Problem details> Transcribe the data below verbatim from the line with "cmd.arg(&redis_key).arg(value);" to the line with "key.strip_prefix(&self.config.key_prefix)". Include both of those lines.

Dataset entries
//! Redis-backed store implementation.
//!
//! Provides a shared store using Redis, so that any number of stateless
//! engine instances enforce the same windows, penalties and bans.
//!
//! ## Data model
//!
//! | Store shape | Redis type | Commands |
//! |-------------|------------|----------|
//! | window      | sorted set (score = epoch ms) | Lua script, ZADD, ZRANGEBYSCORE, ZCOUNT, ZREM |
//! | counter     | string integer | INCRBY, GET |
//! | hash        | hash of integers | HINCRBY, HGET, HGETALL |
//! | set         | set | SADD, SMEMBERS |
//! | record      | string (bincode) | GET, SET PX |
//!
//! Every write that carries a TTL refreshes it with PEXPIRE in the same
//! MULTI block. The window check runs as a single Lua script, which makes
//! prune, count and conditional insert atomic across instances.
//!
//! ## Runtime
//!
//! The [`Store`] port is synchronous. Inside a multi-threaded tokio runtime
//! calls run through `block_in_place`; outside any runtime a temporary one
//! is created. A current-thread runtime cannot block in place, and the
//! resulting panic is contained by the engine's guard and treated as a
//! store failure.
//!
//! ## Example
//!
//! ```rust,ignore
//! use api_throttle::{EngineBuilder, RedisStore, Settings};
//! use std::sync::Arc;
//!
//! #[tokio::main(flavor = "multi_thread")]
//! async fn main() {
//!     let store = RedisStore::connect("redis://127.0.0.1/")
//!         .await
//!         .expect("Failed to connect to Redis");
//!
//!     let engine = EngineBuilder::new()
//!         .with_settings(Settings::default())
//!         .with_store(Arc::new(store))
//!         .build()
//!         .unwrap();
//! }
//! ```

use crate::application::ports::{
    Store, StoreError, WindowEntry, WindowOutcome, WindowRequest, NO_EXPIRY,
};
use crate::domain::keys::escape_glob;
use redis::aio::ConnectionManager;
use redis::{Client, RedisError, RedisResult, Script};
use std::collections::{BTreeSet, HashMap};
use std::fmt;
use std::future::Future;

const WINDOW_SCRIPT: &str = r#"
local key = KEYS[1]
local now = tonumber(ARGV[1])
local window = tonumber(ARGV[2])
local limit = tonumber(ARGV[3])

redis.call('ZREMRANGEBYSCORE', key, '-inf', now - window)
local count = redis.call('ZCARD', key)
local allowed = 0
if count < limit then
  redis.call('ZADD', key, now, ARGV[4])
  count = count + 1
  allowed = 1
end
if count > 0 then
  redis.call('PEXPIRE', key, window)
end

local oldest = redis.call('ZRANGE', key, 0, 0, 'WITHSCORES')
local oldest_ms = -1
if oldest[2] then
  oldest_ms = tonumber(oldest[2])
end
return {allowed, count, oldest_ms}
"#;

/// Configuration for Redis storage.
#[derive(Debug, Clone)]
pub struct RedisStoreConfig {
    /// Prepended to every key (default: empty, the engine namespace
    /// already prefixes its keys)
    pub key_prefix: String,
    /// COUNT hint for SCAN iterations (default: 100)
    pub scan_count: usize,
}

impl Default for RedisStoreConfig {
    fn default() -> Self {
        Self {
            key_prefix: String::new(),
            scan_count: 100,
        }
    }
}

/// Redis-backed store for distributed rate limiting.
#[derive(Clone)]
pub struct RedisStore {
    connection: ConnectionManager,
    window_script: Script,
    config: RedisStoreConfig,
}

impl fmt::Debug for RedisStore {
    fn fmt(&self, f: &mut fmt::Formatter<'_>) -> fmt::Result {
        f.debug_struct("RedisStore")
            .field("config", &self.config)
            .finish_non_exhaustive()
    }
}

impl RedisStore {
    /// Connect to Redis with default configuration.
    ///
    /// # Arguments
    /// * `url` - Redis connection URL (e.g., "redis://127.0.0.1/")
    ///
    /// # Errors
    /// Returns error if connection fails.
    pub async fn connect(url: &str) -> Result<Self, RedisError> {
        Self::connect_with_config(url, RedisStoreConfig::default()).await
    }

    /// Connect to Redis with custom configuration.
    ///
    /// # Errors
    /// Returns error if connection fails.
    pub async fn connect_with_config(
        url: &str,
        config: RedisStoreConfig,
    ) -> Result<Self, RedisError> {
        let client = Client::open(url)?;
        let connection = ConnectionManager::new(client).await?;

        Ok(Self {
            connection,
            window_script: Script::new(WINDOW_SCRIPT),
            config,
        })
    }

    pub fn config(&self) -> &RedisStoreConfig {
        &self.config
    }

    fn key(&self, key: &str) -> String {
        format!("{}{}", self.config.key_prefix, key)
    }

    /// Drive `fut` to completion from synchronous code.
    fn run<T, F>(&self, key: &str, fut: F) -> Result<T, StoreError>
    where
        F: Future<Output = RedisResult<T>>,
    {
        let result = if let Ok(handle) = tokio::runtime::Handle::try_current() {
            tokio::task::block_in_place(|| handle.block_on(fut))
        } else {
            let rt = tokio::runtime::Builder::new_current_thread()
                .enable_all()
                .build()
                .map_err(|e| StoreError::Unavailable(format!("tokio runtime: {}", e)))?;
            rt.block_on(fut)
        };
        result.map_err(|e| map_error(key, e))
    }
}

fn map_error(key: &str, e: RedisError) -> StoreError {
    if e.code() == Some("WRONGTYPE") {
        StoreError::WrongType {
            key: key.to_string(),
        }
    } else {
        StoreError::Unavailable(e.to_string())
    }
}

/// Millisecond expiry to apply, `None` for keys that must persist.
fn expiry(ttl_ms: u64) -> Option<u64> {
    (ttl_ms != NO_EXPIRY).then_some(ttl_ms)
}

/// Queue the expiry refresh for `key`. PEXPIRE rejects zero, so keys
/// without expiry get PERSIST instead.
fn expire<'a>(pipe: &'a mut redis::Pipeline, key: &str, ttl_ms: u64) -> &'a mut redis::Pipeline {
    match expiry(ttl_ms) {
        Some(ttl) => pipe.cmd("PEXPIRE").arg(key).arg(ttl).ignore(),
        None => pipe.cmd("PERSIST").arg(key).ignore(),
    }
}

impl Store for RedisStore {
    fn check_and_insert(
        &self,
        key: &str,
        request: &WindowRequest,
    ) -> Result<WindowOutcome, StoreError> {
        let redis_key = self.key(key);
        let mut conn = self.connection.clone();
        let (allowed, count, oldest): (i64, u64, i64) = self.run(key, async {
            self.window_script
                .key(&redis_key)
                .arg(request.now_ms)
                .arg(request.window_ms)
                .arg(request.limit)
                .arg(&request.member)
                .invoke_async(&mut conn)
                .await
        })?;

        Ok(WindowOutcome {
            allowed: allowed == 1,
            count,
            oldest_ms: u64::try_from(oldest).ok(),
        })
    }

    fn append_to_window(
        &self,
        key: &str,
        score: u64,
        member: &str,
        cutoff: u64,
        ttl_ms: u64,
    ) -> Result<u64, StoreError> {
        let redis_key = self.key(key);
        let mut conn = self.connection.clone();
        let mut pipe = redis::pipe();
        pipe.atomic()
            .cmd("ZREMRANGEBYSCORE")
            .arg(&redis_key)
            .arg("-inf")
            .arg(cutoff)
            .ignore()
            .cmd("ZADD")
            .arg(&redis_key)
            .arg(score)
            .arg(member)
            .ignore();
        expire(&mut pipe, &redis_key, ttl_ms)
            .cmd("ZCARD")
            .arg(&redis_key);
        let (count,): (u64,) = self.run(key, async { pipe.query_async(&mut conn).await })?;
        Ok(count)
    }

    fn window_entries(
        &self,
        key: &str,
        min_score: u64,
        max_score: u64,
    ) -> Result<Vec<WindowEntry>, StoreError> {
        let redis_key = self.key(key);
        let mut conn = self.connection.clone();
        let raw: Vec<(String, f64)> = self.run(key, async {
            redis::cmd("ZRANGEBYSCORE")
                .arg(&redis_key)
                .arg(min_score)
                .arg(max_score)
                .arg("WITHSCORES")
                .query_async(&mut conn)
                .await
        })?;

        Ok(raw
            .into_iter()
            .map(|(member, score)| WindowEntry {
                score: score as u64,
                member,
            })
            .collect())
    }

    fn count_window(&self, key: &str, cutoff: u64) -> Result<u64, StoreError> {
        let redis_key = self.key(key);
        let mut conn = self.connection.clone();
        self.run(key, async {
            redis::cmd("ZCOUNT")
                .arg(&redis_key)
                .arg(format!("({}", cutoff))
                .arg("+inf")
                .query_async(&mut conn)
                .await
        })
    }

    fn remove_from_window(&self, key: &str, member: &str) -> Result<bool, StoreError> {
        let redis_key = self.key(key);
        let mut conn = self.connection.clone();
        let removed: u64 = self.run(key, async {
            redis::cmd("ZREM")
                .arg(&redis_key)
                .arg(member)
                .query_async(&mut conn)
                .await
        })?;
        Ok(removed > 0)
    }

    fn increment(&self, key: &str, delta: i64, ttl_ms: u64) -> Result<i64, StoreError> {
        let redis_key = self.key(key);
        let mut conn = self.connection.clone();
        let mut pipe = redis::pipe();
        pipe.atomic().cmd("INCRBY").arg(&redis_key).arg(delta);
        expire(&mut pipe, &redis_key, ttl_ms);
        let (value,): (i64,) = self.run(key, async { pipe.query_async(&mut conn).await })?;
        Ok(value)
    }

    fn counter(&self, key: &str) -> Result<i64, StoreError> {
        let redis_key = self.key(key);
        let mut conn = self.connection.clone();
        let value: Option<i64> = self.run(key, async {
            redis::cmd("GET").arg(&redis_key).query_async(&mut conn).await
        })?;
        Ok(value.unwrap_or(0))
    }

    fn increment_field(
        &self,
        key: &str,
        field: &str,
        delta: i64,
        ttl_ms: u64,
    ) -> Result<i64, StoreError> {
        let redis_key = self.key(key);
        let mut conn = self.connection.clone();
        let mut pipe = redis::pipe();
        pipe.atomic()
            .cmd("HINCRBY")
            .arg(&redis_key)
            .arg(field)
            .arg(delta);
        expire(&mut pipe, &redis_key, ttl_ms);
        let (value,): (i64,) = self.run(key, async { pipe.query_async(&mut conn).await })?;
        Ok(value)
    }

    fn field(&self, key: &str, field: &str) -> Result<Option<i64>, StoreError> {
        let redis_key = self.key(key);
        let mut conn = self.connection.clone();
        self.run(key, async {
            redis::cmd("HGET")
                .arg(&redis_key)
                .arg(field)
                .query_async(&mut conn)
                .await
        })
    }

    fn fields(&self, key: &str) -> Result<HashMap<String, i64>, StoreError> {
        let redis_key = self.key(key);
        let mut conn = self.connection.clone();
        self.run(key, async {
            redis::cmd("HGETALL")
                .arg(&redis_key)
                .query_async(&mut conn)
                .await
        })
    }

    fn add_member(&self, key: &str, member: &str, ttl_ms: u64) -> Result<(), StoreError> {
        let redis_key = self.key(key);
        let mut conn = self.connection.clone();
        let mut pipe = redis::pipe();
        pipe.atomic().cmd("SADD").arg(&redis_key).arg(member).ignore();
        expire(&mut pipe, &redis_key, ttl_ms);
        self.run(key, async { pipe.query_async(&mut conn).await })
    }

    fn members(&self, key: &str) -> Result<Vec<String>, StoreError> {
        let redis_key = self.key(key);
        let mut conn = self.connection.clone();
        self.run(key, async {
            redis::cmd("SMEMBERS")
                .arg(&redis_key)
                .query_async(&mut conn)
                .await
        })
    }

    fn get(&self, key: &str) -> Result<Option<Vec<u8>>, StoreError> {
        let redis_key = self.key(key);
        let mut conn = self.connection.clone();
        self.run(key, async {
            redis::cmd("GET").arg(&redis_key).query_async(&mut conn).await
        })
    }

    fn put(&self, key: &str, value: &[u8], ttl_ms: u64) -> Result<(), StoreError> {
        let redis_key = self.key(key);
        let mut conn = self.connection.clone();
        let mut cmd = redis::cmd("SET");
        cmd.arg(&redis_key).arg(value);
        if let Some(ttl) = expiry(ttl_ms) {
            cmd.arg("PX").arg(ttl);
        }
        self.run(key, async { cmd.query_async(&mut conn).await })
    }

    fn delete(&self, keys: &[String]) -> Result<u64, StoreError> {
        if keys.is_empty() {
            return Ok(0);
        }
        let redis_keys: Vec<String> = keys.iter().map(|k| self.key(k)).collect();
        let mut conn = self.connection.clone();
        self.run(&keys[0], async {
            redis::cmd("DEL")
                .arg(&redis_keys)
                .query_async(&mut conn)
                .await
        })
    }

    fn scan(&self, pattern: &str) -> Result<Vec<String>, StoreError> {
        let redis_pattern = format!("{}{}", escape_glob(&self.config.key_prefix), pattern);
        let mut conn = self.connection.clone();

        // SCAN may return a key more than once
        let keys: BTreeSet<String> = self.run(pattern, async {
            let mut found = BTreeSet::new();
            let mut cursor: u64 = 0;
            loop {
                let (next, batch): (u64, Vec<String>) = redis::cmd("SCAN")
                    .arg(cursor)
                    .arg("MATCH")
                    .arg(&redis_pattern)
                    .arg("COUNT")
                    .arg(self.config.scan_count)
                    .query_async(&mut conn)
                    .await?;
                found.extend(batch);
                if next == 0 {
                    break;
                }
                cursor = next;
            }
            Ok::<_, RedisError>(found)
        })?;

        Ok(keys
            .into_iter()
            .filter_map(|key| {
                key.strip_prefix(&self.config.key_prefix)
                    .map(str::to_string)
            })
            .collect())
    }
}

#[cfg(test)]
mod tests {
    use super::*;

    #[test]
    fn test_config_defaults() {
        let config = RedisStoreConfig::default();
        assert!(config.key_prefix.is_empty());
        assert_eq!(config.scan_count, 100);
    }

    #[test]
    fn test_no_expiry_skips_pexpire() {
        assert_eq!(expiry(NO_EXPIRY), None);
        assert_eq!(expiry(60_000), Some(60_000));
    }

    #[test]
    fn test_io_errors_map_to_unavailable() {
        let io = std::io::Error::new(std::io::ErrorKind::ConnectionRefused, "refused");
        let err = map_error("k", RedisError::from(io));
        assert!(matches!(err, StoreError::Unavailable(_)));
    }
}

Answer box>
        cmd.arg(&redis_key).arg(value);
        if let Some(ttl) = expiry(ttl_ms) {
            cmd.arg("PX").arg(ttl);
        }
        self.run(key, async { cmd.query_async(&mut conn).await })
    }

    fn delete(&self, keys: &[String]) -> Result<u64, StoreError> {
        if keys.is_empty() {
            return Ok(0);
        }
        let redis_keys: Vec<String> = keys.iter().map(|k| self.key(k)).collect();
        let mut conn = self.connection.clone();
        self.run(&keys[0], async {
            redis::cmd("DEL")
                .arg(&redis_keys)
                .query_async(&mut conn)
                .await
        })
    }

    fn scan(&self, pattern: &str) -> Result<Vec<String>, StoreError> {
        let redis_pattern = format!("{}{}", escape_glob(&self.config.key_prefix), pattern);
        let mut conn = self.connection.clone();

        // SCAN may return a key more than once
        let keys: BTreeSet<String> = self.run(pattern, async {
            let mut found = BTreeSet::new();
            let mut cursor: u64 = 0;
            loop {
                let (next, batch): (u64, Vec<String>) = redis::cmd("SCAN")
                    .arg(cursor)
                    .arg("MATCH")
                    .arg(&redis_pattern)
                    .arg("COUNT")
                    .arg(self.config.scan_count)
                    .query_async(&mut conn)
                    .await?;
                found.extend(batch);
                if next == 0 {
                    break;
                }
                cursor = next;
            }
            Ok::<_, RedisError>(found)
        })?;

        Ok(keys
            .into_iter()
            .filter_map(|key| {
                key.strip_prefix(&self.config.key_prefix)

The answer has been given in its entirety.